▸ **What this task involves**
Which lines of the data hold the word "searxng"? Copy all of them.

Saved entries:
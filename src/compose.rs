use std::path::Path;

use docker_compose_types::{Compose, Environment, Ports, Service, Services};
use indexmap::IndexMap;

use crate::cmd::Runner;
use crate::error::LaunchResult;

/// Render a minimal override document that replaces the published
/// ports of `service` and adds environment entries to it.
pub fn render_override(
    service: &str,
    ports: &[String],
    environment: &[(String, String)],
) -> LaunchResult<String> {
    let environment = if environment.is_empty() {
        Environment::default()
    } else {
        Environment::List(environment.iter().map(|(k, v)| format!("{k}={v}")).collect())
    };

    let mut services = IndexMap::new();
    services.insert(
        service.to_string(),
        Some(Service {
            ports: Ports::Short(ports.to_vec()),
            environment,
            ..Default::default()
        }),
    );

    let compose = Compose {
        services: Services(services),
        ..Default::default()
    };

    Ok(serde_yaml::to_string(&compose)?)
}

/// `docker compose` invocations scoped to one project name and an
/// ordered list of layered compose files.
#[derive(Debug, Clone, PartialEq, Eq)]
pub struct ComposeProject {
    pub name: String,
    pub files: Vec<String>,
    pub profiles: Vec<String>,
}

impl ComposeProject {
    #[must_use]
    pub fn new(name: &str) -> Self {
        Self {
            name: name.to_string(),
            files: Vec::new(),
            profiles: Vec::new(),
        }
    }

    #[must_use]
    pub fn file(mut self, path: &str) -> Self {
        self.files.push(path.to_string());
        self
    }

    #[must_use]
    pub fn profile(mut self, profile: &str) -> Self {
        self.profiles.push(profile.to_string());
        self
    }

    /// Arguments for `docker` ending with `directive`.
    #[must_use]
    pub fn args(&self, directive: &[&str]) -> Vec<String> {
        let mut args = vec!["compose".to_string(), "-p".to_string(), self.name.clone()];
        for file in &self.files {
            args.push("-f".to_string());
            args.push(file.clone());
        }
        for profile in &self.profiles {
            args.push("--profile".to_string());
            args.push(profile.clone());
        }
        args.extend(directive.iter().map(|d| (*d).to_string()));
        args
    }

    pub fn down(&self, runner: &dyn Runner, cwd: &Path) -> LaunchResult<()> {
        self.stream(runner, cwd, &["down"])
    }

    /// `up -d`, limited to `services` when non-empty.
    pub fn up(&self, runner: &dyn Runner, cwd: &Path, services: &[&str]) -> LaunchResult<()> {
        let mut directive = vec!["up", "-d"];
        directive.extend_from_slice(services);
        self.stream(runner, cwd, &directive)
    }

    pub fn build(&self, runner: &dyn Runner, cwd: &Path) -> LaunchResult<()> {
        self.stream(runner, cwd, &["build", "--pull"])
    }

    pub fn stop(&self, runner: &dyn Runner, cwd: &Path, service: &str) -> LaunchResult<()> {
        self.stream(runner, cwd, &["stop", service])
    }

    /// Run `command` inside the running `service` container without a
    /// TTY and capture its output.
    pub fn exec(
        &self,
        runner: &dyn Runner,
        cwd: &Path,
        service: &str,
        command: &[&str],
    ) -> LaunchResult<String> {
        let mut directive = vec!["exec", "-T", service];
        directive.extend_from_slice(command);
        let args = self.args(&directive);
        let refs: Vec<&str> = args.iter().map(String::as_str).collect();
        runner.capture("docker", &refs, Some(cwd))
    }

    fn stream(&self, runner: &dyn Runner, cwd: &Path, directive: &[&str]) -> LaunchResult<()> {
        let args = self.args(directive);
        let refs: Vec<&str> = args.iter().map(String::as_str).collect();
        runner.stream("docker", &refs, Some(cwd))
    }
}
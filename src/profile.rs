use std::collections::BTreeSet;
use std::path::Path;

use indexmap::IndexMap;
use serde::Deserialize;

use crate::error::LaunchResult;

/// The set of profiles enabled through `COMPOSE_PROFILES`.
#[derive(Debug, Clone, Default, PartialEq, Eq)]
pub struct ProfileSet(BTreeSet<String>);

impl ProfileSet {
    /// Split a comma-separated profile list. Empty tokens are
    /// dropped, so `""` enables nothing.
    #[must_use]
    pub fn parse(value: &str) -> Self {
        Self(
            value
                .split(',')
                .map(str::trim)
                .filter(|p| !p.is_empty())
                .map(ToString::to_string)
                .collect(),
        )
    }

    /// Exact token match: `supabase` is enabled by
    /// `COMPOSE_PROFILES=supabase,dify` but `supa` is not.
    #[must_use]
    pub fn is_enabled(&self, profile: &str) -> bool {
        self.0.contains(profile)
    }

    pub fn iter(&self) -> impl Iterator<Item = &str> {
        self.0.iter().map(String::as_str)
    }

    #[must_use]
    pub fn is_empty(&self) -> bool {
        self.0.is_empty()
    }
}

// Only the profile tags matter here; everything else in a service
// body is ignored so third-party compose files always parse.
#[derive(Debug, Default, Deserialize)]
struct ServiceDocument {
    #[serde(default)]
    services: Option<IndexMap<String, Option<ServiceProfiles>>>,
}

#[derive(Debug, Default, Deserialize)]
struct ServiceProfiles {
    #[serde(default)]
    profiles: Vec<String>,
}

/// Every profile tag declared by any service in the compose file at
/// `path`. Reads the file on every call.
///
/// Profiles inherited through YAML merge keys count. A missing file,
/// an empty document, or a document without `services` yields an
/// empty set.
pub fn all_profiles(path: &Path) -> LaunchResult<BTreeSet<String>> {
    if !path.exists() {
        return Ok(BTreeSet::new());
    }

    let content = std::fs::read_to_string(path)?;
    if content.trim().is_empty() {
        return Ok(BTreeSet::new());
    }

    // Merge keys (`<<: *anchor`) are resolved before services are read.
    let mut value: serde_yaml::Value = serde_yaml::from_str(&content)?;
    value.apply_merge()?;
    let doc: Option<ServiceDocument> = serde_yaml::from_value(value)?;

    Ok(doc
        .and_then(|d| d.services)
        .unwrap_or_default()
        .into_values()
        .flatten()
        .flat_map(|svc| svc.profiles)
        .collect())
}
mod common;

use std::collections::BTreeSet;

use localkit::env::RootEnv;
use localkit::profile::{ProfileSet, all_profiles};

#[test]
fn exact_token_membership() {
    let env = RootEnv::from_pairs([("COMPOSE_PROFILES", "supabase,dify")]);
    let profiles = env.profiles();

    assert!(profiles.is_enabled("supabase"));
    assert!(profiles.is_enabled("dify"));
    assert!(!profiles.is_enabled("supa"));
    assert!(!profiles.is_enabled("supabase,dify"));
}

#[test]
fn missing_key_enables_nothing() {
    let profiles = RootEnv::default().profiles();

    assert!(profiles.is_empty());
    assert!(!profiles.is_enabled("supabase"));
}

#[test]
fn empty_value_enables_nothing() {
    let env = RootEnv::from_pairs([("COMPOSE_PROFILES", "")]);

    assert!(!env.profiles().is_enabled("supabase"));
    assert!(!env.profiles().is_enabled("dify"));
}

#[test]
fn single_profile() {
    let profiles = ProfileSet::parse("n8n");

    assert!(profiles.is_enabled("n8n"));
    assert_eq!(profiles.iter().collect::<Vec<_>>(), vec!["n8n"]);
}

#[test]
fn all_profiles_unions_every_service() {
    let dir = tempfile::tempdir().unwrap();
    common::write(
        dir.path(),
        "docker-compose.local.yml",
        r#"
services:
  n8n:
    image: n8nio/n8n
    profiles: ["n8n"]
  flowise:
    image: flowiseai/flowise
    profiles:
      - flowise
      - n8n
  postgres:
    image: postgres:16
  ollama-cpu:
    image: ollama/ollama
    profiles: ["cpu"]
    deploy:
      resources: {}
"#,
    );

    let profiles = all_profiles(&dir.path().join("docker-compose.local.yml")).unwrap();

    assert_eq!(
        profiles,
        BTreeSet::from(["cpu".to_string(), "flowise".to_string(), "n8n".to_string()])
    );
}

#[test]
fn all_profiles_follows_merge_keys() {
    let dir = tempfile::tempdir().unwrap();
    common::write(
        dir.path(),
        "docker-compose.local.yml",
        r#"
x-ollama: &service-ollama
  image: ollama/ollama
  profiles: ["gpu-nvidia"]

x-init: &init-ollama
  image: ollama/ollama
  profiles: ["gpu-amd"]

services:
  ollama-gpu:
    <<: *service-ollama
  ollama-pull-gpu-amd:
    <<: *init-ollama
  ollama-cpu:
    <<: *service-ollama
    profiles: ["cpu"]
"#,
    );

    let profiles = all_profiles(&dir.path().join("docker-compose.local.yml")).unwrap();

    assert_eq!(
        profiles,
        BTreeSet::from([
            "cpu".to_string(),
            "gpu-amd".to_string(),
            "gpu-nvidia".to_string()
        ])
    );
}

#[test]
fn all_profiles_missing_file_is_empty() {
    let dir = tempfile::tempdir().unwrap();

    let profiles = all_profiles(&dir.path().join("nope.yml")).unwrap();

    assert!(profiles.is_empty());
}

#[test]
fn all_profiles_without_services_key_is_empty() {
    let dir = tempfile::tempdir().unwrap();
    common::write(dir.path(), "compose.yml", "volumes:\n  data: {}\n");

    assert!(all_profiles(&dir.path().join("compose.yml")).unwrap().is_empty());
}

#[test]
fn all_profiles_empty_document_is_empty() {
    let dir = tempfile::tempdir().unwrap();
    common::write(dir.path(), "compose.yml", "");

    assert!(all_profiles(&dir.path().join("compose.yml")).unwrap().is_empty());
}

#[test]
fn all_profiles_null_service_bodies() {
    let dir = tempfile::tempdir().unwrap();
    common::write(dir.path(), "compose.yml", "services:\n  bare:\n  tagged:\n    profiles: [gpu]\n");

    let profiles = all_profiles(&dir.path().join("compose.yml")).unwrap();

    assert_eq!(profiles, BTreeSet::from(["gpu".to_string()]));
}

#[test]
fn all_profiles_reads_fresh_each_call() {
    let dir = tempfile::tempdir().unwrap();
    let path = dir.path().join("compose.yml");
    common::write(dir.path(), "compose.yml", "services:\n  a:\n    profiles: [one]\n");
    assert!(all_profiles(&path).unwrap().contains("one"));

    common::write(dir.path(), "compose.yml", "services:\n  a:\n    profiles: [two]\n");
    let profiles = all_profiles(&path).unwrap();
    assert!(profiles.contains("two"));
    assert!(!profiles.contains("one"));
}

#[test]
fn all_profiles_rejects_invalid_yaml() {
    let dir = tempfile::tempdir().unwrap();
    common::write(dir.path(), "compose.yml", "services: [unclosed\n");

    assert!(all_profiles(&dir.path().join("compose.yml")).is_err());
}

* * *

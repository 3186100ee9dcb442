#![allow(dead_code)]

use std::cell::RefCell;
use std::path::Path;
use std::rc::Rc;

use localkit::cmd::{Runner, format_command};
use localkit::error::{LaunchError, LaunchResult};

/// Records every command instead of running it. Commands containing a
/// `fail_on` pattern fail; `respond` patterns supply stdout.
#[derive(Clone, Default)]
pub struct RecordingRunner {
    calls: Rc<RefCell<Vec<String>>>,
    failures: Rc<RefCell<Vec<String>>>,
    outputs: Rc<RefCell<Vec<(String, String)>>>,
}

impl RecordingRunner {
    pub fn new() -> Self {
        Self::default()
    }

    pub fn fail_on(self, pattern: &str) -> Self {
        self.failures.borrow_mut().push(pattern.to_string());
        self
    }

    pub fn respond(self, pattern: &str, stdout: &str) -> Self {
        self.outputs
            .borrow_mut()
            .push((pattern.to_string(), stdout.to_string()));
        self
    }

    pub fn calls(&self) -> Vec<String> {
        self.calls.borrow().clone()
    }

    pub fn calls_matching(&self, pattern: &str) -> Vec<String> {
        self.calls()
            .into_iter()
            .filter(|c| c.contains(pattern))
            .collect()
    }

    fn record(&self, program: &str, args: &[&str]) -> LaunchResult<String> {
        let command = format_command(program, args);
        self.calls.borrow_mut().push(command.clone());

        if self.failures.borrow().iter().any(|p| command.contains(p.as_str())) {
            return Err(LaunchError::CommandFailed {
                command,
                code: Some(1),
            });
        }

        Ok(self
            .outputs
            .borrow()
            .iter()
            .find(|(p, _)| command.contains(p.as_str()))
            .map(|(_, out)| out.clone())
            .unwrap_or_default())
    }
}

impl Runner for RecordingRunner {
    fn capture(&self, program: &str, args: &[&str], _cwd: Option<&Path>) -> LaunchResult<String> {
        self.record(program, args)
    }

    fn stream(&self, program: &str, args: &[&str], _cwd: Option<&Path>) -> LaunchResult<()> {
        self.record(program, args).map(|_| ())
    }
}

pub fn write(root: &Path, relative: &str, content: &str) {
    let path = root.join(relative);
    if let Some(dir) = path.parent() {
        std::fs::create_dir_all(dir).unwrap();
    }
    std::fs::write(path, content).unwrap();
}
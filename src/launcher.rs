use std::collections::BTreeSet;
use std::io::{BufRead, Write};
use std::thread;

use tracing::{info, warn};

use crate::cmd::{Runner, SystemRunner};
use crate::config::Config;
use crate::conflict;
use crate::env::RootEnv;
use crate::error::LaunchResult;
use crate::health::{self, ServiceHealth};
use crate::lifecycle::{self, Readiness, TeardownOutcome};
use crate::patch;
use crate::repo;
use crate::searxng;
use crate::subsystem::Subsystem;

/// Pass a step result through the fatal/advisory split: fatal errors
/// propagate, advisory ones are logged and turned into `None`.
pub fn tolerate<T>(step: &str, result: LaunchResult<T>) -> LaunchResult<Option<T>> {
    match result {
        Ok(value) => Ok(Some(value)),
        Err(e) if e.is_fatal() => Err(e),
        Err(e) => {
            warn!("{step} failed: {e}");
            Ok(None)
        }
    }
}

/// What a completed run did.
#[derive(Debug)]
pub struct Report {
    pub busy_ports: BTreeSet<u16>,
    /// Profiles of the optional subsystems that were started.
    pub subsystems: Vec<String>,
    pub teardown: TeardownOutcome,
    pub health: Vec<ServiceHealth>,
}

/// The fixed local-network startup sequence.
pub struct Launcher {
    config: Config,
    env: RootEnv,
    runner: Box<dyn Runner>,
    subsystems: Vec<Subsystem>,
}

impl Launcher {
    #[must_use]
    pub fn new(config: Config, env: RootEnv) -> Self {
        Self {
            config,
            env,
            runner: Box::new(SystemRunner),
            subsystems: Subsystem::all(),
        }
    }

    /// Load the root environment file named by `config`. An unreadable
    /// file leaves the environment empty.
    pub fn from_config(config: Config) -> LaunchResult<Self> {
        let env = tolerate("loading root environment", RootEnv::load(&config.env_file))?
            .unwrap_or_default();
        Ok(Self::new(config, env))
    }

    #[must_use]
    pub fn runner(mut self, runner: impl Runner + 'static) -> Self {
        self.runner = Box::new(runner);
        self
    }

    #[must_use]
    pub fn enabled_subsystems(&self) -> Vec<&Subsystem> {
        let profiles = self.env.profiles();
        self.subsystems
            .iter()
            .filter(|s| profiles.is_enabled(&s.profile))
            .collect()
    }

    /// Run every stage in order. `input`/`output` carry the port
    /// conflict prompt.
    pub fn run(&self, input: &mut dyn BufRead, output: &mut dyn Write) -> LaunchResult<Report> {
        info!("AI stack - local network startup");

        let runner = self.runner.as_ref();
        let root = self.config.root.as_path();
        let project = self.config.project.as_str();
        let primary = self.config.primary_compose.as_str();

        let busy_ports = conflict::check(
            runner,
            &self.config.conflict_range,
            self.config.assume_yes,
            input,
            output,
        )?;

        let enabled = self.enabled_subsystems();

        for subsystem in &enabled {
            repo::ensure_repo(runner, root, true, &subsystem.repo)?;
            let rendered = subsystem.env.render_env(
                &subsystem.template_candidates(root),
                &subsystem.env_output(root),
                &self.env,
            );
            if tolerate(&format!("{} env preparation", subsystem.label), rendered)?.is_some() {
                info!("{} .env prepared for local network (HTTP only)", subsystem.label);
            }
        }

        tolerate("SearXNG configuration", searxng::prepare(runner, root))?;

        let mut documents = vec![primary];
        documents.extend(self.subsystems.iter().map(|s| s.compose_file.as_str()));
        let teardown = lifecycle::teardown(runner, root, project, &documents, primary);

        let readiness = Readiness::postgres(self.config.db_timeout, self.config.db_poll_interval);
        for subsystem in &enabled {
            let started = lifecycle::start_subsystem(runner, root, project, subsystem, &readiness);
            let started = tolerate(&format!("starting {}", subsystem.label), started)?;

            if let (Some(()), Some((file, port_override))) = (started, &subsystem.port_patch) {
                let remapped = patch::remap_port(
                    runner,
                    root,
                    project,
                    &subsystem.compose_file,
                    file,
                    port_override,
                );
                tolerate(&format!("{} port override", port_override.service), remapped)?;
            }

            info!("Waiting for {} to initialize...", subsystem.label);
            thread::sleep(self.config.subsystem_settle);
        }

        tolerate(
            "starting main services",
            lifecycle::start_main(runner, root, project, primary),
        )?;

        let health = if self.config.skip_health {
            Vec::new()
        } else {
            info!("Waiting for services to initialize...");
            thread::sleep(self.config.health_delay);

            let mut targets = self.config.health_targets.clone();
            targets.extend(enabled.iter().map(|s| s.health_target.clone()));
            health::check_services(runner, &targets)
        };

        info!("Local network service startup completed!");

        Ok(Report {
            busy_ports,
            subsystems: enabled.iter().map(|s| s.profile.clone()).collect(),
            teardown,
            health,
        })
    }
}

* * *

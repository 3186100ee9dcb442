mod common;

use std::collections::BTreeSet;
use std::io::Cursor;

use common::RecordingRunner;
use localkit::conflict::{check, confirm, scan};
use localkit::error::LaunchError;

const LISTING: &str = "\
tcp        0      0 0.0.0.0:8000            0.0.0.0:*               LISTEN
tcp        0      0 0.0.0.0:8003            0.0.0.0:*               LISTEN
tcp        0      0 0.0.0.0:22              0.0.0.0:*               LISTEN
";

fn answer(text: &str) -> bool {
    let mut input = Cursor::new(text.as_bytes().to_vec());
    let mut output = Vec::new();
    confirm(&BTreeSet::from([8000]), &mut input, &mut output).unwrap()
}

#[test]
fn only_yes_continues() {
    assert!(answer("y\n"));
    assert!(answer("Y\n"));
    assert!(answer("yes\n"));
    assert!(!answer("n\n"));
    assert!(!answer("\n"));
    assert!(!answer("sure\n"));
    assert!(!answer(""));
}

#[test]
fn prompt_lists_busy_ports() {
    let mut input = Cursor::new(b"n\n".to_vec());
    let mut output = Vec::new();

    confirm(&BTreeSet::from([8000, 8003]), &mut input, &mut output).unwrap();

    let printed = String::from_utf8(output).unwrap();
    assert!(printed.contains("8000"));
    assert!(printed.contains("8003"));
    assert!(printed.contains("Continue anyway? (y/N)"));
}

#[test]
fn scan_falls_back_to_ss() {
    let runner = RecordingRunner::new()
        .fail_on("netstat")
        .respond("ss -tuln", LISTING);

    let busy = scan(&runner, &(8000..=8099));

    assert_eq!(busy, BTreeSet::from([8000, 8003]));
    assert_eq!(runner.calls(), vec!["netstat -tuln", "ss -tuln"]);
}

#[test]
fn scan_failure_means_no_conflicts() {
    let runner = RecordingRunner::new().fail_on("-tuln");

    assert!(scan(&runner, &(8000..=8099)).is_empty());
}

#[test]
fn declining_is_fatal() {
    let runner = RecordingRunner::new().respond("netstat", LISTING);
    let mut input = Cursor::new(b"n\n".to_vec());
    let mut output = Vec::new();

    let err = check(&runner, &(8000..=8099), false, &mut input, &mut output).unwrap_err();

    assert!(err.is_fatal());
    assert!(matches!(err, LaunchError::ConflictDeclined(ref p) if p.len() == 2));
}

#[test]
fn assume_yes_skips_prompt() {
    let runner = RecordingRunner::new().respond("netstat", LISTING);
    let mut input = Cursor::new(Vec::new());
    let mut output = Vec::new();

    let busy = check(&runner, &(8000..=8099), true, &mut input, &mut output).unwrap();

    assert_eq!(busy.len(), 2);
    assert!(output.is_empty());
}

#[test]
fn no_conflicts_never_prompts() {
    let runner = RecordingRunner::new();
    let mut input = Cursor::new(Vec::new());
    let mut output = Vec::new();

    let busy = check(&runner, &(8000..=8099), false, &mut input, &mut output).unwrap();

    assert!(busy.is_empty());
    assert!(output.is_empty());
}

▸ **Result below**
use crate::searxng;
        tolerate("SearXNG configuration", searxng::prepare(runner, root))?;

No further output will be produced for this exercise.